Differenza tra dolore acuto e dolore cronico
31 Ott , 2022 I consigli del fisioterapista

Intanto definiamo cos’è il DOLORE: Secondo la definizione della IASP (International Association for the Study of Pain – 2020) e dell’ Organizzazione mondiale della sanità, il dolore « è un’esperienza sensoriale ed emotiva spiacevole associata a (o simile a quella associata a) un danno tissutale potenziale o in atto ». Nel senso comune dolore è sinonimo di sofferenza.
Il dolore acuto è quello che compare all’improvviso in chi sta bene: è il sintomo di un danno di fronte a cui il nostro corpo tenta di difendersi. Ci segnala la presenza di un pericolo e ci spinge a cercare aiuto. Può presentarsi in modi diversi: un senso di oppressione, una pugnalata che trafigge, un bruciore insopportabile. Comunque sia, il dolore è una sentinella che ci avverte di “qualcosa che non va” e viene “urlato” come richiesta di aiuto, assistenza e comprensione. Ma il dolore è anche un’ esperienza vissuta nell’intimo da ogni individuo per cui lo stimolo doloroso viene percepito e si trasforma in una sensazione dolorosa, si appesantisce del vissuto individuale e si trasforma in sofferenza; il dolore acuto può modificare la sfera affettiva, risente delle emozioni e dei condizionamenti culturali.
Il DOLORE ACUTO è un dolore inaspettato, improvviso; per definizione, la durata è legata alla presenza del danno o della patologia che lo ha determinato: è limitato nel tempo, ma presente quanto basta perché chi lo prova porti con sé il ricordo di ciò che ha sentito. Il dolore è il campanello d’allarme di molte situazioni patologiche e per questo non trova ragione di esistere una volta che queste siano state diagnosticate: il dolore dell’infarto miocardico, il dolore da trauma, il dolore delle coliche renali o biliari, i dolori reumatici, la cefalea, quando riconosciuti dovrebbero essere sempre curati.
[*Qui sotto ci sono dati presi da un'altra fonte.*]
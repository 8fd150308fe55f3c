//! End-to-end journeys through the assembled platform
//!
//! Each test calls a route the way the CLI does and checks the rendered response:
//! provider selection, parameter handling, warnings, coverage and error bodies.

#[path = "common/mod.rs"]
mod common;

use std::sync::Arc;

use finplex_core::adapters::INSTALLED_PROVIDERS;
use finplex_core::fetcher::{records_into, FetchFuture, PlainCredentials, RawRecord};
use finplex_core::provider::Provider;
use finplex_core::registry::ProviderContext;
use finplex_core::router::{Command, RegistrationContext, Router};
use finplex_core::routers::INSTALLED_ROUTERS;
use finplex_core::schema::Params;
use finplex_core::standard_models::{
    self, GdpReal, GdpRealQuery, GdpValueData, ResultShape, StandardModel,
};
use finplex_core::{
    CommandInput, CoreError, FetchError, FetchOptions, Fetcher, Platform, ProviderExtension, RouterExtension,
    SchemaModel, ValidationError,
};
use serde_json::{json, Value};

/// Serves `rows` fixed yearly GDP observations without touching the network.
struct FixedGdpFetcher {
    rows: usize,
}

impl Fetcher for FixedGdpFetcher {
    type Query = GdpRealQuery;
    type Data = GdpValueData;

    fn require_credentials(&self) -> bool {
        false
    }

    fn transform_query(&self, params: Params) -> Result<Self::Query, FetchError> {
        Ok(GdpRealQuery::from_record(&params)?)
    }

    fn extract_data<'a>(
        &'a self,
        _query: &'a Self::Query,
        _credentials: &'a PlainCredentials,
        _options: &'a FetchOptions,
    ) -> FetchFuture<'a, Vec<RawRecord>> {
        Box::pin(async move {
            let rows = (0..self.rows)
                .filter_map(|offset| {
                    let row = json!({"date": format!("{}-01-01", 2023 - offset), "value": 1.5});
                    row.as_object().cloned()
                })
                .collect();
            Ok::<_, FetchError>(rows)
        })
    }

    fn transform_data(
        &self,
        _query: &Self::Query,
        data: Vec<RawRecord>,
        _options: &FetchOptions,
    ) -> Result<Vec<Self::Data>, FetchError> {
        records_into(data)
    }
}

fn load_fixed(_: &ProviderContext) -> Result<Provider, ValidationError> {
    Provider::builder("fixed")
        .description("Fixed observations.")
        .fetcher(GdpReal::NAME, FixedGdpFetcher { rows: 1 })
        .build()
}

/// Latest real GDP observation: a model answering with exactly one record.
struct LatestGdp;

impl StandardModel for LatestGdp {
    const NAME: &'static str = "LatestGdp";
    const DESCRIPTION: &'static str = "Most recent real GDP observation.";
    const SHAPE: ResultShape = ResultShape::Single;

    type Query = GdpRealQuery;
    type Data = GdpValueData;
}

fn latest_provider(name: &str, rows: usize) -> Result<Provider, ValidationError> {
    Provider::builder(name)
        .description("Fixed latest observations.")
        .fetcher(LatestGdp::NAME, FixedGdpFetcher { rows })
        .build()
}

fn load_no_rows(_: &ProviderContext) -> Result<Provider, ValidationError> {
    latest_provider("no_rows", 0)
}

fn load_one_row(_: &ProviderContext) -> Result<Provider, ValidationError> {
    latest_provider("one_row", 1)
}

fn load_two_rows(_: &ProviderContext) -> Result<Provider, ValidationError> {
    latest_provider("two_rows", 2)
}

fn latest_router(ctx: &RegistrationContext<'_>) -> Result<Router, CoreError> {
    let mut router = Router::new("");
    router.command(
        ctx,
        Command::model::<LatestGdp>("finplex.latest.latest_router", "gdp", "Get the latest real GDP."),
    )?;
    Ok(router)
}

fn platform_with_latest_gdp() -> Platform {
    let mut providers = INSTALLED_PROVIDERS.to_vec();
    providers.extend([
        ProviderExtension::new("no_rows", load_no_rows),
        ProviderExtension::new("one_row", load_one_row),
        ProviderExtension::new("two_rows", load_two_rows),
    ]);
    let mut routers = INSTALLED_ROUTERS.to_vec();
    routers.push(RouterExtension::new("latest", latest_router));
    let mut models = standard_models::catalogue();
    models.push(LatestGdp::info());

    Platform::builder()
        .with_config(common::test_config())
        .with_http_client(common::stub_upstreams().into_shared())
        .with_provider_extensions(&providers)
        .with_router_extensions(&routers)
        .with_models(models)
        .with_env_lookup(common::empty_env())
        .build()
        .expect("platform should build")
}

fn platform_with_fixed_gdp() -> Platform {
    let mut providers = INSTALLED_PROVIDERS.to_vec();
    providers.push(ProviderExtension::new("fixed", load_fixed));
    Platform::builder()
        .with_config(common::test_config())
        .with_http_client(common::stub_upstreams().into_shared())
        .with_provider_extensions(&providers)
        .with_env_lookup(common::empty_env())
        .build()
        .expect("platform should build")
}

// =============================================================================
// Model commands
// =============================================================================

#[tokio::test]
async fn user_lists_dividends_from_nasdaq() {
    // Given: The offline platform
    let (platform, stub) = common::offline_platform();

    // When: The dividend calendar is requested from nasdaq for one day
    let response = platform
        .respond(
            "/equity/calendar/dividend",
            CommandInput::new()
                .with_provider("nasdaq")
                .with_param("start_date", "2024-01-02"),
        )
        .await;

    // Then: A list envelope attributed to nasdaq with its extra field
    assert_eq!(response.status, 200);
    let body = &response.body;
    assert_eq!(body["provider"], json!("nasdaq"));
    assert_eq!(body["results"][0]["symbol"], json!("AAPL"));
    assert_eq!(body["results"][0]["date"], json!("2024-01-02"));
    assert_eq!(body["results"][0]["annualized_amount"], json!(0.96));
    assert_eq!(body["warnings"], json!([]));
    assert_eq!(body["extra"]["metadata"]["route"], json!("/equity/calendar/dividend"));
    assert!(stub.requests()[0].url.contains("date=2024-01-02"));
}

#[tokio::test]
async fn first_provider_serves_when_none_is_chosen() {
    let (platform, stub) = common::offline_platform();

    let envelope = platform
        .call("/equity/calendar/dividend", CommandInput::new())
        .await
        .expect("fmp answers");

    assert_eq!(envelope.provider.as_deref(), Some("fmp"));
    assert_eq!(envelope.results.as_array().map(Vec::len), Some(2));
    assert!(stub.requests()[0].url.contains("stock_dividend_calendar"));
}

#[tokio::test]
async fn configured_route_default_picks_the_provider() {
    // Given: Settings naming nasdaq as the dividend calendar default
    let stub = common::stub_upstreams().into_shared();
    let mut config = common::test_config();
    config.set_default_provider("/equity/calendar/dividend", "nasdaq");
    let platform = common::platform_with(Arc::clone(&stub), config);

    // When: The route is called without a provider
    let envelope = platform
        .call("/equity/calendar/dividend", CommandInput::new())
        .await
        .expect("nasdaq answers");

    // Then: Nasdaq served it
    assert_eq!(envelope.provider.as_deref(), Some("nasdaq"));
    assert!(stub.requests()[0].url.contains("api.nasdaq.com"));
}

#[tokio::test]
async fn explicit_provider_beats_the_configured_default() {
    let stub = common::stub_upstreams().into_shared();
    let mut config = common::test_config();
    config.set_default_provider("/equity/calendar/dividend", "nasdaq");
    let platform = common::platform_with(Arc::clone(&stub), config);

    let envelope = platform
        .call("/equity/calendar/dividend", CommandInput::new().with_provider("fmp"))
        .await
        .expect("fmp answers");

    assert_eq!(envelope.provider.as_deref(), Some("fmp"));
}

#[tokio::test]
async fn user_reads_real_gdp_for_a_country() {
    // Given: The offline platform
    let (platform, stub) = common::offline_platform();

    // When: Real GDP is requested with the provider-specific country
    let envelope = platform
        .call(
            "/economy/gdp/real",
            CommandInput::new().with_param("country", "united_states"),
        )
        .await
        .expect("oecd answers");

    // Then: Observations come back oldest first, for the United States
    assert_eq!(envelope.provider.as_deref(), Some("oecd"));
    let results = envelope.results.as_array().expect("list results");
    assert_eq!(results.len(), 2);
    assert_eq!(results[0]["date"], json!("2021-01-01"));
    assert_eq!(results[1]["date"], json!("2022-01-01"));
    assert!(envelope.warnings.is_empty());
    assert!(stub.requests()[0].url.contains(".USA."));
}

#[tokio::test]
async fn unsupported_extra_parameter_is_dropped_with_a_warning() {
    // Given: Two providers for real GDP, only oecd knowing `country`
    let platform = platform_with_fixed_gdp();

    // When: The other provider is asked with `country`
    let envelope = platform
        .call(
            "/economy/gdp/real",
            CommandInput::new()
                .with_provider("fixed")
                .with_param("country", "japan"),
        )
        .await
        .expect("fixed answers");

    // Then: Results arrive with a platform warning naming the parameter
    assert_eq!(envelope.provider.as_deref(), Some("fixed"));
    assert_eq!(envelope.results[0]["value"], json!(1.5));
    assert_eq!(envelope.warnings.len(), 1);
    assert_eq!(envelope.warnings[0].category, "FinplexWarning");
    assert_eq!(
        envelope.warnings[0].message,
        "Parameter 'country' is not supported by provider 'fixed'. It will be ignored."
    );
}

#[test]
fn extra_providers_join_the_route_choices() {
    let platform = platform_with_fixed_gdp();

    let route = platform
        .command_map()
        .get_command("/economy/gdp/real")
        .expect("registered");

    assert_eq!(route.provider_choices(), vec!["fixed", "oecd"]);
}

#[tokio::test]
async fn single_record_model_returns_an_object() {
    let platform = platform_with_latest_gdp();

    let envelope = platform
        .call("/latest/gdp", CommandInput::new().with_provider("one_row"))
        .await
        .expect("one row answers");

    assert_eq!(envelope.results["date"], json!("2023-01-01"));
    assert_eq!(envelope.results["value"], json!(1.5));
}

#[tokio::test]
async fn single_record_model_without_rows_answers_empty_results() {
    let platform = platform_with_latest_gdp();

    let response = platform
        .respond("/latest/gdp", CommandInput::new().with_provider("no_rows"))
        .await;

    assert_eq!(response.status, 400);
    assert_eq!(response.body["error_kind"], json!("EmptyResults"));
}

#[tokio::test]
async fn single_record_model_rejects_several_rows() {
    // Given: A provider answering a single-record model with two rows
    let platform = platform_with_latest_gdp();

    // When: The route is called
    let response = platform
        .respond("/latest/gdp", CommandInput::new().with_provider("two_rows"))
        .await;

    // Then: A provider error instead of a silently truncated result
    assert_eq!(response.status, 500);
    assert_eq!(response.body["error_kind"], json!("ProviderError"));
    assert!(response.body["detail"]
        .as_str()
        .is_some_and(|detail| detail.contains("LatestGdp returns one record but the provider sent 2")));
}

// =============================================================================
// Failures
// =============================================================================

#[tokio::test]
async fn unknown_route_answers_404() {
    let (platform, _) = common::offline_platform();

    let response = platform.respond("/equity/price/quote", CommandInput::new()).await;

    assert_eq!(response.status, 404);
    assert_eq!(response.body["error_kind"], json!("RouteNotFound"));
}

#[tokio::test]
async fn unknown_parameter_answers_400() {
    let (platform, stub) = common::offline_platform();

    let response = platform
        .respond(
            "/equity/calendar/dividend",
            CommandInput::new().with_param("limit", 5),
        )
        .await;

    assert_eq!(response.status, 400);
    assert_eq!(response.body["error_kind"], json!("ValidationError"));
    assert!(response.body["detail"]
        .as_str()
        .is_some_and(|detail| detail.contains("limit")));
    assert_eq!(stub.request_count(), 0);
}

#[tokio::test]
async fn provider_outside_the_route_choices_answers_400() {
    let (platform, _) = common::offline_platform();

    let response = platform
        .respond(
            "/equity/calendar/dividend",
            CommandInput::new().with_provider("oecd"),
        )
        .await;

    assert_eq!(response.status, 400);
    assert_eq!(response.body["error_kind"], json!("ProviderNotFound"));
    assert!(response.body["detail"]
        .as_str()
        .is_some_and(|detail| detail.contains("fmp, nasdaq")));
}

#[tokio::test]
async fn malformed_date_answers_400() {
    let (platform, _) = common::offline_platform();

    let response = platform
        .respond(
            "/equity/calendar/dividend",
            CommandInput::new()
                .with_provider("nasdaq")
                .with_param("start_date", "02/01/2024"),
        )
        .await;

    assert_eq!(response.status, 400);
    assert_eq!(response.body["error_kind"], json!("ValidationError"));
}

// =============================================================================
// Coverage
// =============================================================================

#[tokio::test]
async fn coverage_maps_providers_to_commands_with_a_separator() {
    // Given: The offline platform
    let (platform, stub) = common::offline_platform();

    // When: Provider coverage is requested with "." as separator
    let envelope = platform
        .call("/coverage/providers", CommandInput::new().with_param("sep", "."))
        .await
        .expect("coverage answers");

    // Then: Command names use the separator and no upstream is contacted
    let nasdaq = envelope.results["nasdaq"].as_array().expect("nasdaq entry");
    assert_eq!(nasdaq, &vec![json!(".equity.calendar.dividend")]);
    let oecd = envelope.results["oecd"].as_array().expect("oecd entry");
    assert_eq!(oecd.len(), 3);
    assert_eq!(stub.request_count(), 0);
}

#[tokio::test]
async fn coverage_maps_commands_to_providers() {
    let (platform, _) = common::offline_platform();

    let envelope = platform
        .call("/coverage/commands", CommandInput::new())
        .await
        .expect("coverage answers");

    assert_eq!(
        envelope.results["/equity/calendar/dividend"],
        json!(["fmp", "nasdaq"])
    );
    assert_eq!(envelope.results["/crypto/search"], json!(["fmp"]));
    assert!(envelope.results.get("/coverage/commands").is_none());
    assert_eq!(envelope.results.as_object().map(|map| map.len()), Some(7));
    assert_eq!(envelope.provider, None::<String>);
    assert_eq!(envelope.results["/economy/gdp/real"], Value::from(vec!["oecd"]));
}
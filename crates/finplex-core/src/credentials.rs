use std::collections::BTreeMap;
use std::fmt::{Display, Formatter};

use serde::Serialize;
use tracing::{debug, warn};

use crate::extension::EnvelopeExtension;
use crate::provider_interface::ProviderInterface;
use crate::secret::{SecretMap, SecretString};
use crate::{CoreError, ValidationError};

/// Which declaration claimed a credential name.
#[derive(Debug, Clone, Copy, PartialEq, Eq, Serialize)]
#[serde(rename_all = "lowercase")]
pub enum CredentialOrigin {
    Providers,
    Extensions,
}

impl CredentialOrigin {
    pub const fn as_str(self) -> &'static str {
        match self {
            Self::Providers => "providers",
            Self::Extensions => "extensions",
        }
    }
}

#[derive(Debug, Clone, PartialEq, Eq, Serialize)]
pub struct CredentialField {
    pub origin: CredentialOrigin,
    pub value: Option<SecretString>,
}

/// Collects credential names: providers first, then envelope extensions.
///
/// A name already claimed keeps its first origin; later declarations of it are merged.
#[derive(Debug, Default)]
pub struct CredentialsLoader {
    names: BTreeMap<String, CredentialOrigin>,
}

impl CredentialsLoader {
    pub fn new() -> Self {
        Self::default()
    }

    pub fn from_providers(&mut self, interface: &ProviderInterface) {
        for name in interface.credentials() {
            self.claim(name, CredentialOrigin::Providers);
        }
    }

    pub fn from_extensions(&mut self, extensions: &[EnvelopeExtension]) -> Result<(), CoreError> {
        let mut ordered = extensions.to_vec();
        ordered.sort_by_key(|extension| extension.name);
        for extension in ordered {
            extension.validate()?;
            for name in extension.credentials {
                self.claim(name, CredentialOrigin::Extensions);
            }
        }
        Ok(())
    }

    fn claim(&mut self, name: &str, origin: CredentialOrigin) {
        let name = name.trim();
        match self.names.get(name) {
            Some(existing) if *existing != origin => {
                debug!(credential = name, kept = existing.as_str(), "credential name already claimed");
            }
            Some(_) => {}
            None => {
                self.names.insert(name.to_owned(), origin);
            }
        }
    }

    pub fn load(self) -> Credentials {
        Credentials {
            fields: self
                .names
                .into_iter()
                .map(|(name, origin)| (name, CredentialField { origin, value: None }))
                .collect(),
        }
    }
}

/// Every known credential name with its optional, masked value.
///
/// `Display` and `Debug` never print a value; use [`Credentials::reveal`] for that.
#[derive(Debug, Clone, Default, PartialEq, Eq, Serialize)]
pub struct Credentials {
    fields: BTreeMap<String, CredentialField>,
}

impl Credentials {
    /// Sorted credential names.
    pub fn names(&self) -> impl Iterator<Item = &str> {
        self.fields.keys().map(String::as_str)
    }

    pub fn origin(&self, name: &str) -> Option<CredentialOrigin> {
        self.fields.get(name).map(|field| field.origin)
    }

    pub fn get(&self, name: &str) -> Option<&SecretString> {
        self.fields.get(name).and_then(|field| field.value.as_ref())
    }

    pub fn is_set(&self, name: &str) -> bool {
        self.get(name).is_some_and(|secret| !secret.is_empty())
    }

    /// Assigns a value to a known credential.
    pub fn set(&mut self, name: &str, value: impl Into<SecretString>) -> Result<(), ValidationError> {
        let field = self
            .fields
            .get_mut(name)
            .ok_or_else(|| ValidationError::UnknownCredential {
                name: name.to_owned(),
            })?;
        field.value = Some(value.into());
        Ok(())
    }

    /// Fills values from `lookup`, which is asked once per known name.
    /// Names `lookup` does not know keep their current value.
    pub fn load_values<F>(&mut self, lookup: F)
    where
        F: Fn(&str) -> Option<String>,
    {
        for (name, field) in &mut self.fields {
            if let Some(value) = lookup(name).filter(|value| !value.trim().is_empty()) {
                field.value = Some(SecretString::new(value));
            }
        }
    }

    /// Applies configured values, skipping names no provider or extension declares.
    pub fn apply_configured(&mut self, values: &SecretMap) {
        for (name, value) in values {
            if self.set(name, value.clone()).is_err() {
                warn!(credential = %name, "ignoring configured value for unknown credential");
            }
        }
    }

    /// Present values, as handed to the executor.
    pub fn to_secret_map(&self) -> SecretMap {
        self.fields
            .iter()
            .filter_map(|(name, field)| field.value.clone().map(|value| (name.clone(), value)))
            .collect()
    }

    /// Renders every value unmasked, one `name: value` line per credential, sorted by name.
    pub fn reveal(&self) -> String {
        self.render(|field| {
            field
                .value
                .as_ref()
                .map(|secret| secret.expose_secret().to_owned())
                .unwrap_or_else(|| String::from("None"))
        })
    }

    /// Masked rendering with each credential's origin.
    pub fn describe(&self) -> String {
        self.render(|field| {
            let value = field
                .value
                .as_ref()
                .map(ToString::to_string)
                .unwrap_or_else(|| String::from("None"));
            format!("{value} ({})", field.origin.as_str())
        })
    }

    fn render(&self, value: impl Fn(&CredentialField) -> String) -> String {
        let mut out = String::from("Credentials\n");
        for (name, field) in &self.fields {
            out.push('\n');
            out.push_str(name);
            out.push_str(": ");
            out.push_str(&value(field));
        }
        out
    }
}

impl Display for Credentials {
    fn fmt(&self, f: &mut Formatter<'_>) -> std::fmt::Result {
        f.write_str(&self.render(|field| {
            field
                .value
                .as_ref()
                .map(ToString::to_string)
                .unwrap_or_else(|| String::from("None"))
        }))
    }
}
Il DOLORE CRONICO è un’esperienza sensoriale ed emotiva spiacevole associata o simile a quella associata a un danno tissutale effettivo o potenziale. Nel 2020 l’Associazione Internazionale per lo Studio del Dolore (IASP) ha introdotto questa nuova definizione di dolore.
Malattie protratte, irrisolte (p. es., neoplasie, artrite reumatoide, ernia del disco) e che producono stimoli nocicettivi continui possono spiegare completamente il dolore cronico. In alternativa, una lesione, anche se di lieve entità, può portare a cambiamenti persistenti (sensibilizzazione) nel sistema nervoso, dai recettori periferici alla corteccia cerebrale, che possono produrre dolore persistente in assenza del persistere di stimoli nocicettivi. Con la sensibilizzazione, il malessere dovuto a una patologia in risoluzione e che verrebbe altrimenti considerato come lieve o come appena fastidioso viene invece percepito come un dolore significativo.
In qualche caso (p. es., una lombalgia cronica dopo un trauma), il fattore scatenante del dolore è evidente; in altri (p. es., cefalea cronica, dolore facciale atipico, dolore addominale cronico), l’evento precipitante è non evidente o oscuro.
Inoltre, i fattori psicologici possono amplificare il dolore persistente. Così, generalmente il dolore cronico può apparire di entità sproporzionata rispetto ai processi fisici identificabili. Il dolore cronico induce o aggrava spesso i problemi psicologici (p. es., depressione, ansia). Distinguere la causa psicologica dall’effetto è spesso difficile, ma se coesistono dolore, depressione e ansia, in genere intensificano l’esperienza complessiva del dolore.